Женщину, страдавшую религиозным помешательством, спросили, почему она никогда ничем не занимается: "Потому что меня зовут лентяйкой", -- отвечала она. -- "Ты так безобразна, что на тебя противно смотреть". -- "Кто не хочет смотреть на меня, пусть выколет глаза". -- "Ты самая безумная из сумасшедших в этой больнице". -- "Блажен торговец, знающий хорошо достоинство своего товара".
Теперь займемся поэтами-безумцами, поэтами, родина таланта которых -больница для умалишенных. Лишь немногие из них получили раньше литературное образование, большинство же, по-видимому, вдохновляется и как бы воспитывается исключительно психической болезнью. Я мог бы привести массу примеров в этом роде, но, чтобы не увеличивать объем своей книги и не наскучить читателям, ограничусь лишь немногими, прибавив при этом, что произведения поэтов-безумцев всегда страдают отсутствием единства, отличаясь вместе с тем замечательной неровностью не только в отношении поразительной быстроты переходов от самого мрачного настроения к самому веселому, но также по массе противоречий, какую они представляют, и по легкости, с какою меняется их слог, то правильный, утонченный, изящный, то грубый до неприличия, циничный, безграмотный и совершенно бессмысленный"*.
[В русском переводе помещены не все произведения умалишенных, приведенных в оригинале у Ломброзо, в связи с трудностью перевода.]

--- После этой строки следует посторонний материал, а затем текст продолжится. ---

//! End-to-end compile and run tests over the built-in backends.

mod common;

use std::sync::Arc;

use common::fixtures::{self, CONV_SAME_EXPECTED, SAME, VALID};
use common::{assert_close, f32_bytes, ramp, read_f32, registry, registry_with_device, run_once, run_outputs};
use nnforge::backend::gpu::GpuDevice;
use nnforge::codegen::{compile, BackendPolicy, Plan};
use nnforge::exec::{Execution, SessionState};
use nnforge::graph::{IoIndex, Model, OpKind, Operation};
use nnforge::error::{ExecutionError, GraphError};
use nnforge::{ForgeError, ForgeResult};

fn plan_on(model: Model, backend: &str) -> Arc<Plan> {
    let policy = BackendPolicy::new().with_all_ops(backend);
    Arc::new(compile(model, &registry(), &policy).unwrap())
}

fn permute_count(plan: &Plan) -> usize {
    plan.model()
        .operations()
        .filter(|(_, op)| op.kind() == OpKind::Permute)
        .count()
}

#[test]
fn test_conv_valid_on_both_backends() {
    for backend in ["cpu", "gpu"] {
        let plan = plan_on(fixtures::conv_model(VALID), backend);
        let output = run_once(&plan, &[ramp(9, 1.0)]).unwrap();
        assert_close(&output, &[45.0], 1e-5);
    }
}

#[test]
fn test_conv_same_on_both_backends() {
    for backend in ["cpu", "gpu"] {
        let plan = plan_on(fixtures::conv_model(SAME), backend);
        let output = run_once(&plan, &[ramp(9, 1.0)]).unwrap();
        assert_close(&output, &CONV_SAME_EXPECTED, 1e-5);
    }
}

#[test]
fn test_concat_along_channels() {
    let lhs = ramp(12, 0.0);
    let rhs = ramp(12, 100.0);
    let expected = fixtures::concat_expected(&lhs, &rhs);
    assert_eq!(&expected[..4], &[0.0, 1.0, 100.0, 101.0]);

    for backend in ["cpu", "gpu"] {
        let plan = plan_on(fixtures::concat_model(), backend);
        let output = run_once(&plan, &[lhs.clone(), rhs.clone()]).unwrap();
        assert_eq!(output, expected, "backend {}", backend);
    }
}

#[test]
fn test_nop_round_trip() {
    for dims in [vec![1, 5], vec![1, 2, 2, 3]] {
        for backend in ["cpu", "gpu"] {
            let len = dims.iter().product();
            let plan = plan_on(fixtures::nop_model(&dims), backend);
            let input = ramp(len, -2.5);
            assert_eq!(run_once(&plan, &[input.clone()]).unwrap(), input);
        }
    }
}

#[test]
fn test_int32_values_pass_through_unrounded() -> ForgeResult<()> {
    let values = [16_777_217, i32::MAX, -16_777_219, i32::MIN];
    let input: Vec<u8> = values.iter().flat_map(|v| v.to_le_bytes()).collect();
    let placements = [
        BackendPolicy::new().with_all_ops("cpu"),
        BackendPolicy::new().with_all_ops("gpu"),
        BackendPolicy::new().with_op(OpKind::Reshape, "cpu"),
    ];
    for policy in placements {
        let plan = Arc::new(compile(fixtures::int_passthrough_model(), &registry(), &policy)?);
        let mut output = vec![0u8; 16];
        let mut execution = Execution::new(plan);
        execution.set_input(IoIndex(0), &input)?;
        execution.set_output(IoIndex(0), &mut output)?;
        execution.run()?;
        let actual: Vec<i32> = execution
            .output(IoIndex(0))?
            .chunks_exact(4)
            .map(|b| i32::from_le_bytes([b[0], b[1], b[2], b[3]]))
            .collect();
        assert_eq!(actual, values, "{:?}", policy);
    }
    Ok(())
}

#[test]
fn test_model_input_as_output() {
    let err = compile(fixtures::two_output_model(false), &registry(), &BackendPolicy::new()).unwrap_err();
    assert!(matches!(err, ForgeError::Graph(GraphError::DetachedOutput(_))));

    for backend in ["cpu", "gpu"] {
        let plan = plan_on(fixtures::two_output_model(true), backend);
        let a = ramp(4, 1.0);
        let outputs = run_outputs(&plan, &[a.clone(), vec![0.0; 4]]).unwrap();
        assert_eq!(outputs, vec![a.clone(), a], "backend {}", backend);
    }
}

#[test]
fn test_fully_connected_flattens_in_logical_order() {
    for backend in ["cpu", "gpu"] {
        let plan = plan_on(fixtures::fc_on_feature_model(), backend);
        let output = run_once(&plan, &[vec![1.0, 2.0, 3.0, 4.0]]).unwrap();
        assert_close(&output, &[1.5, 3.5], 1e-6);
    }
}

#[test]
fn test_mixed_backends_insert_one_permute() {
    let policy = BackendPolicy::new().with_op(OpKind::Conv2D, "cpu");
    let plan = Arc::new(compile(fixtures::residual_model(), &registry(), &policy).unwrap());

    assert_eq!(permute_count(&plan), 1);
    let mut backends = plan.backends();
    backends.sort_unstable();
    assert_eq!(backends, vec!["cpu", "gpu"]);
    // the model input feeds both backends
    let input = plan.model().inputs()[0];
    assert_eq!(plan.tensors(input).len(), 2);

    let x = ramp(8, -3.0);
    let expected: Vec<f32> = x.iter().map(|v| 2.0 * v + 0.5).collect();
    assert_close(&run_once(&plan, &[x]).unwrap(), &expected, 1e-5);
}

#[test]
fn test_single_backend_has_no_permute() {
    for backend in ["cpu", "gpu"] {
        let plan = plan_on(fixtures::residual_model(), backend);
        assert_eq!(permute_count(&plan), 0);
        assert_eq!(plan.backends(), vec![backend]);
    }
}

#[test]
fn test_classifier_parity_across_placements() {
    let input = ramp(18, -1.0).iter().map(|v| v * 0.3).collect::<Vec<_>>();
    let reference = run_once(&plan_on(fixtures::classifier_model(), "cpu"), &[input.clone()]).unwrap();
    assert_close(&[reference.iter().sum::<f32>()], &[1.0], 1e-5);

    let gpu = run_once(&plan_on(fixtures::classifier_model(), "gpu"), &[input.clone()]).unwrap();
    assert_close(&gpu, &reference, 1e-5);

    let placements = [
        BackendPolicy::new().with_op(OpKind::MaxPool2D, "cpu"),
        BackendPolicy::new()
            .with_default_backend("cpu")
            .with_op(OpKind::Reshape, "gpu")
            .with_op(OpKind::Softmax, "gpu"),
        BackendPolicy::new().with_op(OpKind::Conv2D, "cpu").with_op(OpKind::FullyConnected, "cpu"),
    ];
    for policy in placements {
        let plan = Arc::new(compile(fixtures::classifier_model(), &registry(), &policy).unwrap());
        assert!(permute_count(&plan) > 0, "{:?}", policy);
        let output = run_once(&plan, &[input.clone()]).unwrap();
        assert_close(&output, &reference, 1e-5);
    }
}

#[test]
fn test_repeated_runs_are_deterministic() {
    let policy = BackendPolicy::new().with_op(OpKind::Softmax, "cpu");
    let plan = Arc::new(compile(fixtures::classifier_model(), &registry(), &policy).unwrap());
    let input = ramp(18, 0.5);
    let first = run_once(&plan, &[input.clone()]).unwrap();
    for _ in 0..5 {
        assert_eq!(run_once(&plan, &[input.clone()]).unwrap(), first);
    }
}

#[test]
fn test_recompiled_plans_give_identical_outputs() {
    let input = ramp(18, -4.0).iter().map(|v| v * 0.2).collect::<Vec<_>>();
    let placements = [
        BackendPolicy::new().with_all_ops("cpu"),
        BackendPolicy::new().with_all_ops("gpu"),
        BackendPolicy::new().with_op(OpKind::Conv2D, "cpu").with_op(OpKind::Softmax, "cpu"),
    ];
    for policy in placements {
        let outputs: Vec<Vec<f32>> = (0..2)
            .map(|_| {
                let plan = Arc::new(compile(fixtures::classifier_model(), &registry(), &policy).unwrap());
                run_once(&plan, &[input.clone()]).unwrap()
            })
            .collect();
        assert_eq!(outputs[0], outputs[1], "{:?}", policy);
    }
}

#[test]
fn test_session_reruns_with_new_input() -> ForgeResult<()> {
    let plan = plan_on(fixtures::conv_model(VALID), "gpu");
    let ones = f32_bytes(&[1.0; 9]);
    let twos = f32_bytes(&[2.0; 9]);
    let mut output = vec![0u8; 4];

    let mut execution = Execution::new(plan);
    assert_eq!(execution.state(), SessionState::Created);
    execution.set_input(IoIndex(0), &ones)?;
    execution.set_output(IoIndex(0), &mut output)?;
    execution.run()?;
    assert_eq!(execution.state(), SessionState::Ran);
    assert_eq!(read_f32(execution.output(IoIndex(0))?), vec![9.0]);

    execution.set_input(IoIndex(0), &twos)?;
    assert_eq!(execution.state(), SessionState::OutputsBound);
    execution.run()?;
    assert_eq!(read_f32(execution.output(IoIndex(0))?), vec![18.0]);
    Ok(())
}

#[test]
fn test_session_state_follows_bindings_in_any_order() -> ForgeResult<()> {
    let plan = plan_on(fixtures::concat_model(), "cpu");
    let lhs = f32_bytes(&[1.0; 12]);
    let rhs = f32_bytes(&[2.0; 12]);
    let mut output = vec![0u8; 24 * 4];
    let mut execution = Execution::new(plan);

    execution.set_output(IoIndex(0), &mut output)?;
    assert_eq!(execution.state(), SessionState::Created);
    execution.set_input(IoIndex(1), &rhs)?;
    assert_eq!(execution.state(), SessionState::Created);
    execution.set_input(IoIndex(0), &lhs)?;
    assert_eq!(execution.state(), SessionState::OutputsBound);
    execution.run()?;
    assert_eq!(execution.state(), SessionState::Ran);
    Ok(())
}

#[test]
fn test_run_requires_bound_buffers() {
    let plan = plan_on(fixtures::nop_model(&[1, 4]), "cpu");
    let input = f32_bytes(&[0.0; 4]);
    let mut execution = Execution::new(plan);

    let err = execution.run().unwrap_err();
    assert!(matches!(
        err,
        ForgeError::Execution(ExecutionError::UnboundInput(IoIndex(0)))
    ));
    execution.set_input(IoIndex(0), &input).unwrap();
    assert_eq!(execution.state(), SessionState::InputsBound);
    let err = execution.run().unwrap_err();
    assert!(matches!(
        err,
        ForgeError::Execution(ExecutionError::UnboundOutput(IoIndex(0)))
    ));
}

#[test]
fn test_short_input_buffer_rejected() {
    let plan = plan_on(fixtures::nop_model(&[1, 4]), "cpu");
    let input = f32_bytes(&[0.0; 3]);
    let mut execution = Execution::new(plan);
    let err = execution.set_input(IoIndex(0), &input).unwrap_err();
    assert!(matches!(
        err,
        ForgeError::Execution(ExecutionError::BufferTooSmall {
            required: 16,
            actual: 12,
            ..
        })
    ));
    let err = execution.set_input(IoIndex(1), &input).unwrap_err();
    assert!(matches!(
        err,
        ForgeError::Execution(ExecutionError::InvalidIoIndex { count: 1, .. })
    ));
}

#[test]
fn test_tensor_builders_prepare_and_allocate_once() {
    let policy = BackendPolicy::new().with_op(OpKind::Conv2D, "cpu");
    let plan = compile(fixtures::residual_model(), &registry(), &policy).unwrap();

    let stats = plan.stats();
    assert_eq!(stats.len(), 2);
    for (backend, stats) in stats {
        assert_eq!(stats.prepare_calls, 1, "{}", backend);
        assert_eq!(stats.allocate_calls, 1, "{}", backend);
        assert_eq!(stats.tensors_allocated, stats.marked, "{}", backend);
        assert!(stats.mark_calls >= stats.marked, "{}", backend);
    }
}

#[test]
fn test_flatten_scratch_is_counted_in_builder_stats() {
    let device = Arc::new(GpuDevice::new(None).unwrap());
    let registry = registry_with_device(Arc::clone(&device));
    let plan = compile(fixtures::fc_on_feature_model(), &registry, &BackendPolicy::new()).unwrap();

    let (backend, stats) = plan.stats().swap_remove(0);
    assert_eq!(backend, "gpu");
    assert_eq!(stats.tensors_allocated, stats.marked);
    assert_eq!(stats.scratch_allocated, 1);
    // input 16 + weights 32 + bias 8 + output 8 + flattened input 16
    assert_eq!(stats.bytes_allocated, 80);
    assert_eq!(device.allocated_bytes(), stats.bytes_allocated);
    drop(plan);
    assert_eq!(device.allocated_bytes(), 0);
}

#[test]
fn test_tensors_are_laid_out_by_backend() {
    let policy = BackendPolicy::new().with_op(OpKind::Conv2D, "cpu");
    let plan = compile(fixtures::residual_model(), &registry(), &policy).unwrap();
    let input = plan.model().inputs()[0];
    for tensor in plan.tensors(input) {
        let expected = if tensor.backend() == "gpu" {
            nnforge::graph::Layout::Nchw
        } else {
            nnforge::graph::Layout::Nhwc
        };
        assert_eq!(tensor.layout(), expected);
    }
}

#[test]
fn test_dropping_plan_releases_device_memory() {
    let device = Arc::new(GpuDevice::new(None).unwrap());
    let registry = registry_with_device(Arc::clone(&device));
    let plan = compile(fixtures::classifier_model(), &registry, &BackendPolicy::new()).unwrap();
    assert!(device.allocated_bytes() > 0);
    drop(plan);
    assert_eq!(device.allocated_bytes(), 0);
}

#[test]
fn test_compile_rejects_bad_shapes() {
    let mut model = Model::new();
    let input = fixtures::tensor(&mut model, &[1, 2, 3, 2]);
    let other = fixtures::tensor(&mut model, &[1, 3, 3, 2]);
    let output = fixtures::tensor(&mut model, &[1, 2, 3, 4]);
    let axis = fixtures::scalar_i32(&mut model, 3);
    model
        .add_operation(Operation::Concat(nnforge::graph::Node::new(
            vec![input, other],
            vec![output],
            nnforge::graph::ConcatParam { axis },
        )))
        .unwrap();
    model.add_input(input).unwrap();
    model.add_input(other).unwrap();
    model.add_output(output).unwrap();

    let err = compile(model, &registry(), &BackendPolicy::new()).unwrap_err();
    assert!(matches!(err, ForgeError::Graph(_)), "{:?}", err);
}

Некогда известный поэт М.Ж., брат знаменитого литератора, помешавшись вследствие чрезмерных занятий и злоупотребления спиртными напитками, начал тиранить свою жену, кричать и бранить воображаемых преследователей. Через несколько времени, когда эти припадки бешенства прекратились, у него явилась мания величия и он принялся писать стихи, чрезвычайно гармоничные, но совершенно бессмысленные. Между прочим, он сочинил трагедию, где в число 60 действующих лиц помещены и Архимед с Гарибальди, и Эммануил Карл Феликс с Евой, Давидом и Саулом. Тут являются также и невидимые персонажи, звезды, кометы, которые тем не менее произносят длиннейшие монологи.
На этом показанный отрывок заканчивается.